**About this task:** Output every entry exactly as written.

**Source information:**
* * * * * * *
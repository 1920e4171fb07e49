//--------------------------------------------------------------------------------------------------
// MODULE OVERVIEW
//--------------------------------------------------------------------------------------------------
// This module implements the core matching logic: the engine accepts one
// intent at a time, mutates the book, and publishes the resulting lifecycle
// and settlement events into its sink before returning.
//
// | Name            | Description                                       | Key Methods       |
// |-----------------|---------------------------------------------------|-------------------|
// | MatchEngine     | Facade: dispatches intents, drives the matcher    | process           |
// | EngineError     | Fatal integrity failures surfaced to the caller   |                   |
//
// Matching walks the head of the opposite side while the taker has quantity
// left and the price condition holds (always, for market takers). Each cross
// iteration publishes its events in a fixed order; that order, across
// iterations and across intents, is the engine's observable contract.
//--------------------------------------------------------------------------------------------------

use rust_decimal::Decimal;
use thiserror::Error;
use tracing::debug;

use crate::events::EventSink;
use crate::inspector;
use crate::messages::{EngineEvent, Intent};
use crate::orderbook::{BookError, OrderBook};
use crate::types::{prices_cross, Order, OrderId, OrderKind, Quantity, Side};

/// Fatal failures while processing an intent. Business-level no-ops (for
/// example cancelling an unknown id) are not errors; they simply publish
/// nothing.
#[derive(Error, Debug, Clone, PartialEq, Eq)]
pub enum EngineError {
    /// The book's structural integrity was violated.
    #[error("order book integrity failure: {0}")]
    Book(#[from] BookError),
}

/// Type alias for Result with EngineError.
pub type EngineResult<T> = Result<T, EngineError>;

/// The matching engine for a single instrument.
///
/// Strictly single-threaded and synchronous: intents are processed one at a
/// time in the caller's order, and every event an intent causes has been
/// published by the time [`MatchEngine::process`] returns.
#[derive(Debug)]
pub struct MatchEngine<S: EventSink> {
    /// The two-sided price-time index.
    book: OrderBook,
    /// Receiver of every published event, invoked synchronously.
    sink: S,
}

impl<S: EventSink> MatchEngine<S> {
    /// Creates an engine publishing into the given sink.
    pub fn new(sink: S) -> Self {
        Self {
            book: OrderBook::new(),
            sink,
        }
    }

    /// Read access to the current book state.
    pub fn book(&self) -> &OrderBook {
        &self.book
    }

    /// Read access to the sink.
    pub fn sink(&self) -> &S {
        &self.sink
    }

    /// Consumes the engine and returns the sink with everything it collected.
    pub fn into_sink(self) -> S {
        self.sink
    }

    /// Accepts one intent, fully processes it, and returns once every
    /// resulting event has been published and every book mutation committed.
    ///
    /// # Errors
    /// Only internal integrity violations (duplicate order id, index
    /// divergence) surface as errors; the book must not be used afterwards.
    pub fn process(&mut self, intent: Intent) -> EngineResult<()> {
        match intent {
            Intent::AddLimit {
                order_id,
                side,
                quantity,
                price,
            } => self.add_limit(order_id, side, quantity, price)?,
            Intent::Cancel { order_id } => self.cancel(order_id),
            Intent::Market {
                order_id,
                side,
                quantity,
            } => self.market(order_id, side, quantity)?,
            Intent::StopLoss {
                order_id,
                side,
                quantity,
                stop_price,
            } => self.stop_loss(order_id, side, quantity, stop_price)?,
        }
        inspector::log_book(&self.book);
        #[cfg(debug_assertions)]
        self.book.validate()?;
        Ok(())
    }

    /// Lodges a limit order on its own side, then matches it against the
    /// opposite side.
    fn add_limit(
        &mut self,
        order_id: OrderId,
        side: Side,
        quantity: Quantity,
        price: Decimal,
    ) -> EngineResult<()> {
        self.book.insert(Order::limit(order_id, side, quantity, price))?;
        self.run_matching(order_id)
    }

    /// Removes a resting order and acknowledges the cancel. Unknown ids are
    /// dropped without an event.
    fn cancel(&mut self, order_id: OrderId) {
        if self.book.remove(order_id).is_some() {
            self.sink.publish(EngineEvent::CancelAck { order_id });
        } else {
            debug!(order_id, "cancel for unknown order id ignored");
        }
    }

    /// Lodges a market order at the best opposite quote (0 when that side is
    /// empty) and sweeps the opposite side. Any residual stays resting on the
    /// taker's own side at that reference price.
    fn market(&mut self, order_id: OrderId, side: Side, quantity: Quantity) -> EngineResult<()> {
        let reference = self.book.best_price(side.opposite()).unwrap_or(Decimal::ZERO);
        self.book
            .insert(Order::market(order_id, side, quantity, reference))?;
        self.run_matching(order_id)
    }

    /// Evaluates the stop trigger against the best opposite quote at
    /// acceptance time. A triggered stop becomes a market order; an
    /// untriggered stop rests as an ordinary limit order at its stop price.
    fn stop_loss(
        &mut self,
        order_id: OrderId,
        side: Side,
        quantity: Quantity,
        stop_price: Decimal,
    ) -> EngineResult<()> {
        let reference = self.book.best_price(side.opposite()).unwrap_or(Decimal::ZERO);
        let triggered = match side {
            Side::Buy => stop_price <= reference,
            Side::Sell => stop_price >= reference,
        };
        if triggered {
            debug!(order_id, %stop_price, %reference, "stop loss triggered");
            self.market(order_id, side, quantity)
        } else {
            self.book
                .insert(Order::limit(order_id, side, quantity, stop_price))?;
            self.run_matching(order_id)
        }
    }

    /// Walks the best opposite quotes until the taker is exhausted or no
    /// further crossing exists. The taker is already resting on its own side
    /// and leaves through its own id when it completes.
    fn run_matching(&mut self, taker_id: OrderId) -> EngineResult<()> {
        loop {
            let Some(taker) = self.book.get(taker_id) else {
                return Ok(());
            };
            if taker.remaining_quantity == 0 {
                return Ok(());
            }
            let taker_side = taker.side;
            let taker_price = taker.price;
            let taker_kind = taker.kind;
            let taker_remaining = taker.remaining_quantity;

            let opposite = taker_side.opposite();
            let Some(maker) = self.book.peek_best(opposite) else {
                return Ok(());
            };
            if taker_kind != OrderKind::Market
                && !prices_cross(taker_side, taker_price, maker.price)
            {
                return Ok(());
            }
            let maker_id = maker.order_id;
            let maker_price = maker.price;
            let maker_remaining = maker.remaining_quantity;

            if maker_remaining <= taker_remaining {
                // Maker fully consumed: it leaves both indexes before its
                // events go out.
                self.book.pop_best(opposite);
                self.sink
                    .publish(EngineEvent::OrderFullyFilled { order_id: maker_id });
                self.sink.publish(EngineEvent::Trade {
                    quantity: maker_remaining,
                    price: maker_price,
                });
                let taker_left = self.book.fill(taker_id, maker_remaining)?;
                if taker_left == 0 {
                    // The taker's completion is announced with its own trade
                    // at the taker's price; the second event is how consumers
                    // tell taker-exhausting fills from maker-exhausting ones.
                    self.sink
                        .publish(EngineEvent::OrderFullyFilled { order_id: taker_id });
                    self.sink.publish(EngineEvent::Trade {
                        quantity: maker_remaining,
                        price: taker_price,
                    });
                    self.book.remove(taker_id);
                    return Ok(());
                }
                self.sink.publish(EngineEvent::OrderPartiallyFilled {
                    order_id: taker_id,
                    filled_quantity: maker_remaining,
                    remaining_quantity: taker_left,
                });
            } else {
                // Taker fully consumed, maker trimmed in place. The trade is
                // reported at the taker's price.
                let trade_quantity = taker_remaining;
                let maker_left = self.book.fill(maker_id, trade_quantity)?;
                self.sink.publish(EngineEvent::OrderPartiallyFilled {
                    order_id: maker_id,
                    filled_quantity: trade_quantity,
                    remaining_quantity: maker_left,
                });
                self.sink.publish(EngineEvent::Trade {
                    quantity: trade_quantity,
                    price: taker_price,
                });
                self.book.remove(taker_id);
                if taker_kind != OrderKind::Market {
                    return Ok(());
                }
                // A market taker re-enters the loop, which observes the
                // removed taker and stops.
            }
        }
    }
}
* * * * * * *
**Answer space:**
repository 1920e4171fb07e49
//--------------------------------------------------------------------------------------------------
// MODULE OVERVIEW
//--------------------------------------------------------------------------------------------------
// This module implements the core matching logic: the engine accepts one
// intent at a time, mutates the book, and publishes the resulting lifecycle
// and settlement events into its sink before returning.
//
// | Name            | Description                                       | Key Methods       |
// |-----------------|---------------------------------------------------|-------------------|
// | MatchEngine     | Facade: dispatches intents, drives the matcher    | process           |
// | EngineError     | Fatal integrity failures surfaced to the caller   |                   |
//
// Matching walks the head of the opposite side while the taker has quantity
// left and the price condition holds (always, for market takers). Each cross
// iteration publishes its events in a fixed order; that order, across
// iterations and across intents, is the engine's observable contract.
//--------------------------------------------------------------------------------------------------

use rust_decimal::Decimal;
use thiserror::Error;
use tracing::debug;

use crate::events::EventSink;
use crate::inspector;
use crate::messages::{EngineEvent, Intent};
use crate::orderbook::{BookError, OrderBook};
use crate::types::{prices_cross, Order, OrderId, OrderKind, Quantity, Side};

/// Fatal failures while processing an intent. Business-level no-ops (for
/// example cancelling an unknown id) are not errors; they simply publish
/// nothing.
#[derive(Error, Debug, Clone, PartialEq, Eq)]
pub enum EngineError {
    /// The book's structural integrity was violated.
    #[error("order book integrity failure: {0}")]
    Book(#[from] BookError),
}

/// Type alias for Result with EngineError.
pub type EngineResult<T> = Result<T, EngineError>;

/// The matching engine for a single instrument.
///
/// Strictly single-threaded and synchronous: intents are processed one at a
/// time in the caller's order, and every event an intent causes has been
/// published by the time [`MatchEngine::process`] returns.
#[derive(Debug)]
pub struct MatchEngine<S: EventSink> {
    /// The two-sided price-time index.
    book: OrderBook,
    /// Receiver of every published event, invoked synchronously.
    sink: S,
}

impl<S: EventSink> MatchEngine<S> {
    /// Creates an engine publishing into the given sink.
    pub fn new(sink: S) -> Self {
        Self {
            book: OrderBook::new(),
            sink,
        }
    }

    /// Read access to the current book state.
    pub fn book(&self) -> &OrderBook {
        &self.book
    }

    /// Read access to the sink.
    pub fn sink(&self) -> &S {
        &self.sink
    }

    /// Consumes the engine and returns the sink with everything it collected.
    pub fn into_sink(self) -> S {
        self.sink
    }

    /// Accepts one intent, fully processes it, and returns once every
    /// resulting event has been published and every book mutation committed.
    ///
    /// # Errors
    /// Only internal integrity violations (duplicate order id, index
    /// divergence) surface as errors; the book must not be used afterwards.
    pub fn process(&mut self, intent: Intent) -> EngineResult<()> {
        match intent {
            Intent::AddLimit {
                order_id,
                side,
                quantity,
                price,
            } => self.add_limit(order_id, side, quantity, price)?,
            Intent::Cancel { order_id } => self.cancel(order_id),
            Intent::Market {
                order_id,
                side,
                quantity,
            } => self.market(order_id, side, quantity)?,
            Intent::StopLoss {
                order_id,
                side,
                quantity,
                stop_price,
            } => self.stop_loss(order_id, side, quantity, stop_price)?,
        }
        inspector::log_book(&self.book);
        #[cfg(debug_assertions)]
        self.book.validate()?;
        Ok(())
    }

    /// Lodges a limit order on its own side, then matches it against the
    /// opposite side.
    fn add_limit(
        &mut self,
        order_id: OrderId,
        side: Side,
        quantity: Quantity,
        price: Decimal,
    ) -> EngineResult<()> {
        self.book.insert(Order::limit(order_id, side, quantity, price))?;
        self.run_matching(order_id)
    }

    /// Removes a resting order and acknowledges the cancel. Unknown ids are
    /// dropped without an event.
    fn cancel(&mut self, order_id: OrderId) {
        if self.book.remove(order_id).is_some() {
            self.sink.publish(EngineEvent::CancelAck { order_id });
        } else {
            debug!(order_id, "cancel for unknown order id ignored");
        }
    }

    /// Lodges a market order at the best opposite quote (0 when that side is
    /// empty) and sweeps the opposite side. Any residual stays resting on the
    /// taker's own side at that reference price.
    fn market(&mut self, order_id: OrderId, side: Side, quantity: Quantity) -> EngineResult<()> {
        let reference = self.book.best_price(side.opposite()).unwrap_or(Decimal::ZERO);
        self.book
            .insert(Order::market(order_id, side, quantity, reference))?;
        self.run_matching(order_id)
    }

    /// Evaluates the stop trigger against the best opposite quote at
    /// acceptance time. A triggered stop becomes a market order; an
    /// untriggered stop rests as an ordinary limit order at its stop price.
    fn stop_loss(
        &mut self,
        order_id: OrderId,
        side: Side,
        quantity: Quantity,
        stop_price: Decimal,
    ) -> EngineResult<()> {
        let reference = self.book.best_price(side.opposite()).unwrap_or(Decimal::ZERO);
        let triggered = match side {
            Side::Buy => stop_price <= reference,
            Side::Sell => stop_price >= reference,
        };
        if triggered {
            debug!(order_id, %stop_price, %reference, "stop loss triggered");
            self.market(order_id, side, quantity)
        } else {
            self.book
                .insert(Order::limit(order_id, side, quantity, stop_price))?;
            self.run_matching(order_id)
        }
    }

    /// Walks the best opposite quotes until the taker is exhausted or no
    /// further crossing exists. The taker is already resting on its own side
    /// and leaves through its own id when it completes.
    fn run_matching(&mut self, taker_id: OrderId) -> EngineResult<()> {
        loop {
            let Some(taker) = self.book.get(taker_id) else {
                return Ok(());
            };
            if taker.remaining_quantity == 0 {
                return Ok(());
            }
            let taker_side = taker.side;
            let taker_price = taker.price;
            let taker_kind = taker.kind;
            let taker_remaining = taker.remaining_quantity;

            let opposite = taker_side.opposite();
            let Some(maker) = self.book.peek_best(opposite) else {
                return Ok(());
            };
            if taker_kind != OrderKind::Market
                && !prices_cross(taker_side, taker_price, maker.price)
            {
                return Ok(());
            }
            let maker_id = maker.order_id;
            let maker_price = maker.price;
            let maker_remaining = maker.remaining_quantity;

            if maker_remaining <= taker_remaining {
                // Maker fully consumed: it leaves both indexes before its
                // events go out.
                self.book.pop_best(opposite);
                self.sink
                    .publish(EngineEvent::OrderFullyFilled { order_id: maker_id });
                self.sink.publish(EngineEvent::Trade {
                    quantity: maker_remaining,
                    price: maker_price,
                });
                let taker_left = self.book.fill(taker_id, maker_remaining)?;
                if taker_left == 0 {
                    // The taker's completion is announced with its own trade
                    // at the taker's price; the second event is how consumers
                    // tell taker-exhausting fills from maker-exhausting ones.
                    self.sink
                        .publish(EngineEvent::OrderFullyFilled { order_id: taker_id });
                    self.sink.publish(EngineEvent::Trade {
                        quantity: maker_remaining,
                        price: taker_price,
                    });
                    self.book.remove(taker_id);
                    return Ok(());
                }
                self.sink.publish(EngineEvent::OrderPartiallyFilled {
                    order_id: taker_id,
                    filled_quantity: maker_remaining,
                    remaining_quantity: taker_left,
                });
            } else {
                // Taker fully consumed, maker trimmed in place. The trade is
                // reported at the taker's price.
                let trade_quantity = taker_remaining;
                let maker_left = self.book.fill(maker_id, trade_quantity)?;
                self.sink.publish(EngineEvent::OrderPartiallyFilled {
                    order_id: maker_id,
                    filled_quantity: trade_quantity,
                    remaining_quantity: maker_left,
                });
                self.sink.publish(EngineEvent::Trade {
                    quantity: trade_quantity,
                    price: taker_price,
                });
                self.book.remove(taker_id);
                if taker_kind != OrderKind::Market {
                    return Ok(());
                }
                // A market taker re-enters the loop, which observes the
                // removed taker and stops.
            }
        }
    }
}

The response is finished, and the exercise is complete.